Pour évaluer ces propos, il est pertinent de revenir s’appuyer sur l’importance de l’imputation causale non seulement dans la définition du modèle narratif en histoire, mais dans l’approche scientifique qu’elle suppose. Au plan méthodologique, l’imputation causale est connexe à la démarche contrefactuelle. Le rôle du contrefactuel en histoire est lié à la formulation d’hypothèses d’une part, mais aussi et surtout à la recherche des causalités. La démarche de reconstitution des causalités ne doit pas simplement se limiter à des raisonnements post hoc et cum hoc, encore moins se restreindre à l’établissement d’une relation causale unique[36] – de type si A, alors B –  mais plutôt s’engager dans le procès analytique de la pluralité des causes[37]. La reconnaissance d’une pluralité des causes pose inévitablement l’enjeu du continuum qui les relie. Si le récit linéaire a longtemps dominé l’écriture de l’histoire, il subit un ensemble de critiques qui fondent de nouvelles manières de penser la continuité, ou plutôt la discontinuité historique. Se positionnant contre la linéarité d’un récit qui suppose de facto une forme de déterminisme, l’historien de l’école des Annales Fernand Braudel élabore un découpage de la temporalité en trois temps – court, moyen, long – qui déconstruisent « l’idée [même] de succession linéaire des faits historiques[38]. » L’analyse des discontinuités en histoire, en rompant avec une vision que se restreint à l’étude de contingences déterminées, permet ainsi de mettre au jour des « processus [qui] n’ont pas de linéarité et [qui] donc ne relèvent pas d’une logique causale mécaniste[39]. »

Penser la discontinuité historique ouvre ainsi la voie à la matrice contrefactuelle de l’analyse causale. Il est ici pertinent de se pencher sur ce que dit Weber à ce sujet. Le sociologue développe un modèle d’analyse contrefactuelle véritablement scientifique.

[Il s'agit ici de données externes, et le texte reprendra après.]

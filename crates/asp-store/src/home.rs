//! `ASP_HOME` layout: the root of the content-addressed store.

use std::path::{Path, PathBuf};

/// Root of the content-addressed store and global lock, threaded
/// through explicitly (design note: no global mutable state) rather
/// than read from the environment deep inside the store.
#[derive(Debug, Clone)]
pub struct AspHome {
    root: PathBuf,
}

impl AspHome {
    pub fn new(root: impl Into<PathBuf>) -> Self {
        Self { root: root.into() }
    }

    /// `ASP_HOME`, falling back to the platform user-data directory.
    pub fn from_env() -> Self {
        if let Ok(home) = std::env::var("ASP_HOME") {
            return Self::new(home);
        }
        let base = dirs::data_dir().unwrap_or_else(std::env::temp_dir);
        Self::new(base.join("asp"))
    }

    pub fn root(&self) -> &Path {
        &self.root
    }

    pub fn snapshots_dir(&self) -> PathBuf {
        self.root.join("snapshots")
    }

    pub fn snapshot_dir(&self, integrity_hex: &str) -> PathBuf {
        self.snapshots_dir().join(integrity_hex)
    }

    pub fn cache_dir(&self, harness_id: &str, env_hash: &str, integrity_hex: &str) -> PathBuf {
        self.root.join("cache").join(harness_id).join(env_hash).join(integrity_hex)
    }

    pub fn cache_root(&self) -> PathBuf {
        self.root.join("cache")
    }

    pub fn global_lock_path(&self) -> PathBuf {
        self.root.join("locks").join("global.lock.json")
    }

    pub fn tmp_dir(&self) -> PathBuf {
        self.root.join("tmp")
    }

    pub fn ensure_dirs(&self) -> std::io::Result<()> {
        std::fs::create_dir_all(self.snapshots_dir())?;
        std::fs::create_dir_all(self.cache_root())?;
        std::fs::create_dir_all(self.root.join("locks"))?;
        std::fs::create_dir_all(self.tmp_dir())?;
        Ok(())
    }
}
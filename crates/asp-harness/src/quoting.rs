//! POSIX-safe quoting for dry-run command rendering (P10): the printed
//! string must re-parse to the original argv under POSIX shell rules.

const SAFE_BYTES: &str = "ABCDEFGHIJKLMNOPQRSTUVWXYZabcdefghijklmnopqrstuvwxyz0123456789_./-";

fn needs_quoting(arg: &str) -> bool {
    !arg.bytes().all(|b| SAFE_BYTES.as_bytes().contains(&b))
}

/// Single-quotes `arg` if it contains any character outside
/// `[A-Za-z0-9_./-]`; embedded single quotes are escaped by closing the
/// quote, emitting an escaped quote, and reopening (`'\''`).
pub fn posix_quote(arg: &str) -> String {
    if arg.is_empty() {
        return "''".to_string();
    }
    if !needs_quoting(arg) {
        return arg.to_string();
    }
    let mut out = String::with_capacity(arg.len() + 2);
    out.push('\'');
    for c in arg.chars() {
        if c == '\'' {
            out.push_str("'\\''");
        } else {
            out.push(c);
        }
    }
    out.push('\'');
    out
}

pub fn render_command(program: &str, argv: &[String]) -> String {
    let mut parts = vec![posix_quote(program)];
    parts.extend(argv.iter().map(|a| posix_quote(a)));
    parts.join(" ")
}

#[cfg(test)]
mod tests {
    use super::*;

    #[test]
    fn leaves_safe_argument_unquoted() {
        assert_eq!(posix_quote("--plugin-dir"), "--plugin-dir");
        assert_eq!(posix_quote("/home/user/space-1"), "/home/user/space-1");
    }

    #[test]
    fn quotes_argument_with_spaces() {
        assert_eq!(posix_quote("hello world"), "'hello world'");
    }

    #[test]
    fn escapes_embedded_single_quote() {
        assert_eq!(posix_quote("it's"), "'it'\\''s'");
    }

    #[test]
    fn empty_argument_renders_as_empty_quotes() {
        assert_eq!(posix_quote(""), "''");
    }

    #[test]
    fn render_command_round_trips_through_a_posix_shell_reader() {
        let argv = vec!["--model".to_string(), "it's fine".to_string(), "plain".to_string()];
        let rendered = render_command("claude", &argv);
        let reparsed = shell_words_lite(&rendered);
        assert_eq!(reparsed, vec!["claude".to_string(), "--model".to_string(), "it's fine".to_string(), "plain".to_string()]);
    }

    /// A minimal POSIX word splitter (single quotes + backslash escapes
    /// outside quotes), used only to verify `render_command`'s output
    /// re-parses correctly in tests.
    fn shell_words_lite(s: &str) -> Vec<String> {
        let mut words = Vec::new();
        let mut current = String::new();
        let mut chars = s.chars().peekable();
        let mut in_word = false;
        while let Some(c) = chars.next() {
            match c {
                ' ' => {
                    if in_word {
                        words.push(std::mem::take(&mut current));
                        in_word = false;
                    }
                }
                '\'' => {
                    in_word = true;
                    for next in chars.by_ref() {
                        if next == '\'' {
                            break;
                        }
                        current.push(next);
                    }
                }
                '\\' => {
                    in_word = true;
                    if let Some(escaped) = chars.next() {
                        current.push(escaped);
                    }
                }
                other => {
                    in_word = true;
                    current.push(other);
                }
            }
        }
        if in_word {
            words.push(current);
        }
        words
    }
}
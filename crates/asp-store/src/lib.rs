//! The content-addressed snapshot store, the per-harness build cache
//! layered on top of it, and the garbage collector that sweeps both.

pub mod cache;
pub mod gc;
pub mod home;
pub mod snapshot;
pub mod stage;

pub use home::AspHome;
pub use gc::{sweep, GcReport};
pub use snapshot::{
    create_snapshot, delete_snapshot, list_snapshots, snapshot_exists, snapshot_size,
    verify_snapshot, SnapshotMetadata,
};

use std::fmt;

type BoxError = Box<dyn std::error::Error + Send + Sync + 'static>;

#[derive(Debug, thiserror::Error)]
pub enum StoreError {
    #[error("i/o error at {path}")]
    Io {
        path: String,
        #[source]
        source: std::io::Error,
    },

    #[error("{path}: malformed json")]
    Json {
        path: String,
        #[source]
        source: serde_json::Error,
    },

    #[error("cannot store a snapshot for a non-content-addressed commit (dev/project)")]
    NotContentAddressed,

    #[error("failed to hash tree for {space_id}@{commit}")]
    Integrity {
        space_id: String,
        commit: String,
        #[source]
        source: asp_integrity::IntegrityError,
    },

    #[error("failed to materialize snapshot for {space_id}@{commit}")]
    Snapshot {
        space_id: String,
        commit: String,
        #[source]
        source: BoxError,
    },

    #[error("failed to populate cache entry for harness {harness_id}, integrity {integrity_hex}")]
    Cache {
        harness_id: String,
        integrity_hex: String,
        #[source]
        source: BoxError,
    },
}

impl StoreError {
    pub fn io(path: impl fmt::Display, source: std::io::Error) -> Self {
        StoreError::Io { path: path.to_string(), source }
    }
}
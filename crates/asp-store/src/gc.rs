//! Garbage collection: sweep snapshots and cache entries that aren't
//! reachable from any known lock file, freeing space reclaimed by
//! removed or upgraded dependencies.

use std::collections::HashSet;

use asp_types::Integrity;

use crate::cache::{delete_cache_entry, list_cache_entries};
use crate::home::AspHome;
use crate::snapshot::{delete_snapshot, list_snapshots, snapshot_size};
use crate::StoreError;

#[derive(Debug, Clone, Default)]
pub struct GcReport {
    pub removed_snapshots: Vec<String>,
    pub removed_cache_entries: Vec<(String, String, String)>,
    pub bytes_freed: u64,
    pub dry_run: bool,
}

/// A cache key is `(harness_id, env_hash, integrity_hex)`. `reachable`
/// names every snapshot integrity still referenced by a lock file
/// anywhere asp knows about; entries outside it are swept. Cache
/// entries are reachable only if their snapshot integrity is also
/// reachable — a cache entry for a dangling snapshot is itself
/// dangling.
pub fn sweep(
    home: &AspHome,
    reachable_snapshot_hex: &HashSet<String>,
    reachable_cache_keys: &HashSet<(String, String, String)>,
    dry_run: bool,
) -> Result<GcReport, StoreError> {
    let mut report = GcReport { dry_run, ..Default::default() };

    for hex in list_snapshots(home)? {
        if reachable_snapshot_hex.contains(&hex) {
            continue;
        }
        let integrity = Integrity::of_hex(hex.clone());
        report.bytes_freed += snapshot_size(home, &integrity).unwrap_or(0);
        if !dry_run {
            delete_snapshot(home, &integrity)?;
        }
        tracing::debug!(integrity = %hex, dry_run, "sweeping unreachable snapshot");
        report.removed_snapshots.push(hex);
    }

    for (harness_id, env_hash, integrity_hex) in list_cache_entries(home)? {
        let key = (harness_id.clone(), env_hash.clone(), integrity_hex.clone());
        if reachable_cache_keys.contains(&key) && reachable_snapshot_hex.contains(&integrity_hex) {
            continue;
        }
        let dir = home.cache_dir(&harness_id, &env_hash, &integrity_hex);
        report.bytes_freed += dir_size(&dir);
        if !dry_run {
            delete_cache_entry(home, &harness_id, &env_hash, &integrity_hex)?;
        }
        tracing::debug!(harness = %harness_id, env_hash = %env_hash, integrity = %integrity_hex, dry_run, "sweeping unreachable cache entry");
        report.removed_cache_entries.push(key);
    }

    Ok(report)
}

fn dir_size(dir: &std::path::Path) -> u64 {
    let Ok(read_dir) = std::fs::read_dir(dir) else { return 0 };
    let mut total = 0u64;
    for entry in read_dir.flatten() {
        let path = entry.path();
        if let Ok(file_type) = entry.file_type() {
            if file_type.is_dir() {
                total += dir_size(&path);
            } else if let Ok(meta) = entry.metadata() {
                total += meta.len();
            }
        }
    }
    total
}

#[cfg(test)]
mod tests {
    use super::*;
    use crate::cache::ensure_cached;
    use crate::snapshot::SnapshotMetadata;

    fn fake_snapshot(home: &AspHome, hex: &str) {
        let dir = home.snapshot_dir(hex);
        std::fs::create_dir_all(&dir).unwrap();
        let meta = SnapshotMetadata {
            space_id: "example".into(),
            commit: hex.to_string(),
            integrity: format!("sha256:{hex}"),
            created_at: chrono::DateTime::parse_from_rfc3339("2026-01-01T00:00:00Z").unwrap().into(),
            source_path: "spaces/example".into(),
        };
        std::fs::write(dir.join(".asp-snapshot.json"), serde_json::to_vec(&meta).unwrap()).unwrap();
    }

    #[test]
    fn dry_run_reports_without_deleting() {
        let td = tempfile::tempdir().unwrap();
        let home = AspHome::new(td.path());
        home.ensure_dirs().unwrap();
        let keep = "a".repeat(64);
        let gone = "b".repeat(64);
        fake_snapshot(&home, &keep);
        fake_snapshot(&home, &gone);

        let reachable: HashSet<String> = [keep.clone()].into_iter().collect();
        let report = sweep(&home, &reachable, &HashSet::new(), true).unwrap();

        assert_eq!(report.removed_snapshots, vec![gone.clone()]);
        assert!(home.snapshot_dir(&gone).is_dir(), "dry run must not delete");
        assert!(home.snapshot_dir(&keep).is_dir());
    }

    #[test]
    fn real_sweep_deletes_unreachable_entries_only() {
        let td = tempfile::tempdir().unwrap();
        let home = AspHome::new(td.path());
        home.ensure_dirs().unwrap();
        let keep = "c".repeat(64);
        let gone = "d".repeat(64);
        fake_snapshot(&home, &keep);
        fake_snapshot(&home, &gone);
        ensure_cached(&home, "claude", "env1", &gone, |staging| {
            std::fs::write(staging.join("marker"), b"x")
                .map_err(|e| StoreError::io(staging.display(), e))
        })
        .unwrap();

        let reachable: HashSet<String> = [keep.clone()].into_iter().collect();
        let report = sweep(&home, &reachable, &HashSet::new(), false).unwrap();

        assert!(!home.snapshot_dir(&gone).is_dir());
        assert!(home.snapshot_dir(&keep).is_dir());
        assert!(!home.cache_dir("claude", "env1", &gone).is_dir());
        assert_eq!(report.removed_cache_entries, vec![("claude".to_string(), "env1".to_string(), gone)]);
    }
}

Si l’un des fondements disciplinaires de l’histoire est la recherche des causes des événements passés, Weber ajoute à cela la recherche de la « signification historique » d’un événement[40]. Cette signification historique se trouve au moyen non seulement d’un processus de hiérarchisation dans l’analyse causale, mais surtout par le biais du Gedankenprozess, qui est le « processus de pensée qui permet de concevoir l’imputation causale[41]. » L’élément épistémologique central de cette analyse relève du travail imaginatif – comme nous l’avons mentionné précédemment – de l’historien, qui (re)crée un tableau historique des faits, en dégageant de l’infini des probables certaines possibilités spécifiques, singulières, qui permettent l’extraction et la mise en évidence des causalités d’un événement. Bien sûr, il est entendu que ces constructions d’« hypothèses alternatives » prennent en compte les « régularités empiriques » attachées au réel – les « consécutions conformes aux généralités connues », pour reprendre les mots d’Aron[42]. Au-delà du déterminisme et de la hiérarchisation des causes, la démarche contrefactuelle permet donc l’ouverture du domaine des causalités à celui des probabilités.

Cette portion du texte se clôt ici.